The most direct way to control costs is to minimize expensive output tokens. Design your prompts to explicitly ask for brevity.
The 256k context window is powerful but expensive to fill. Avoid sending the entire conversation history or full documents with every call. Instead, employ more sophisticated context management.
Don't default to a single provider for all tasks. A hybrid approach can yield significant savings.
Many applications receive repetitive queries. Caching responses to common inputs can eliminate a large number of API calls entirely.
Devstral Small excels at tasks requiring a combination of speed, intelligence, and the ability to process long context.

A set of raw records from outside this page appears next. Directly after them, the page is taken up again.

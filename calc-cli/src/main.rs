use std::fs::File;
use std::io::{self, BufReader};
use std::path::PathBuf;

use anyhow::Context;
use clap::Parser;
use tracing_subscriber::EnvFilter;

mod repl;

use repl::Repl;

// ─── CLI definition ──────────────────────────────────────────────────────────

/// Arbitrary-precision pocket calculator.
///
/// Reads whitespace-separated key tokens from stdin (or a script file)
/// and prints the calculator screen after every line.
#[derive(Debug, Parser)]
struct Cli {
    /// Read tokens from this file instead of stdin.
    #[arg(long)]
    script: Option<PathBuf>,

    /// Print only the final screen value.
    #[arg(long)]
    quiet: bool,
}

// ─── tracing ─────────────────────────────────────────────────────────────────

/// Initialise the tracing subscriber.
///
/// * Honours `RUST_LOG` when set.
/// * Falls back to `info` so normal runs are quiet.
/// * Strips timestamps and target names to keep CLI output clean.
fn init_tracing() {
    let filter = EnvFilter::try_from_default_env().unwrap_or_else(|_| EnvFilter::from("info"));

    tracing_subscriber::fmt()
        .with_env_filter(filter)
        .without_time()
        .with_target(false)
        .init();
}

// ─── entry point ─────────────────────────────────────────────────────────────

fn main() -> anyhow::Result<()> {
    init_tracing();

    let cli = Cli::parse();
    let mut repl = Repl::new(cli.quiet);

    match cli.script {
        Some(path) => {
            let file = File::open(&path)
                .with_context(|| format!("opening script {}", path.display()))?;
            repl.run(BufReader::new(file))
        }
        None => repl.run(io::stdin().lock()),
    }
}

Its prime use cases include code generation and assistance, Retrieval-Augmented Generation (RAG) systems, real-time chatbots, and complex document summarization or analysis.
Devstral Small is positioned as a highly efficient and fast model within Mistral's portfolio. It likely sits below larger, more powerful (and expensive) models like Mistral Large in terms of raw reasoning capability, but offers superior speed and cost-effectiveness for a wide range of common tasks, making it a workhorse model.
While the 256k context window is a powerful feature, it is not always practical or cost-effective to use it to its full capacity. It is most valuable for specific tasks that genuinely require a vast amount of information in a single pass, such as analyzing an entire codebase or a comprehensive legal document. For most other tasks, it's more efficient to provide a smaller, more targeted context.
The name is a strong indicator of its intended audience: developers. Its performance characteristics—high speed for interactive use, strong intelligence for logical tasks, and a large context window for handling code—are all tailored to development-centric workflows, from coding and debugging to technical documentation.
While it is capable of generating text, its natural tendency towards conciseness and its relatively high output token price may make it less ideal for long-form creative writing compared to other models. Models that are more naturally verbose or have lower output costs might be a more economical and suitable choice for generating stories, articles, or other creative content.
An open license, such as Apache 2.0 which is common for Mistral models, means the model's weights are publicly available. This allows developers to download, modify, and deploy the model on their own infrastructure. It offers maximum flexibility and control, enabling self-hosting for privacy, security, or cost reasons, and allows for deep customization and fine-tuning.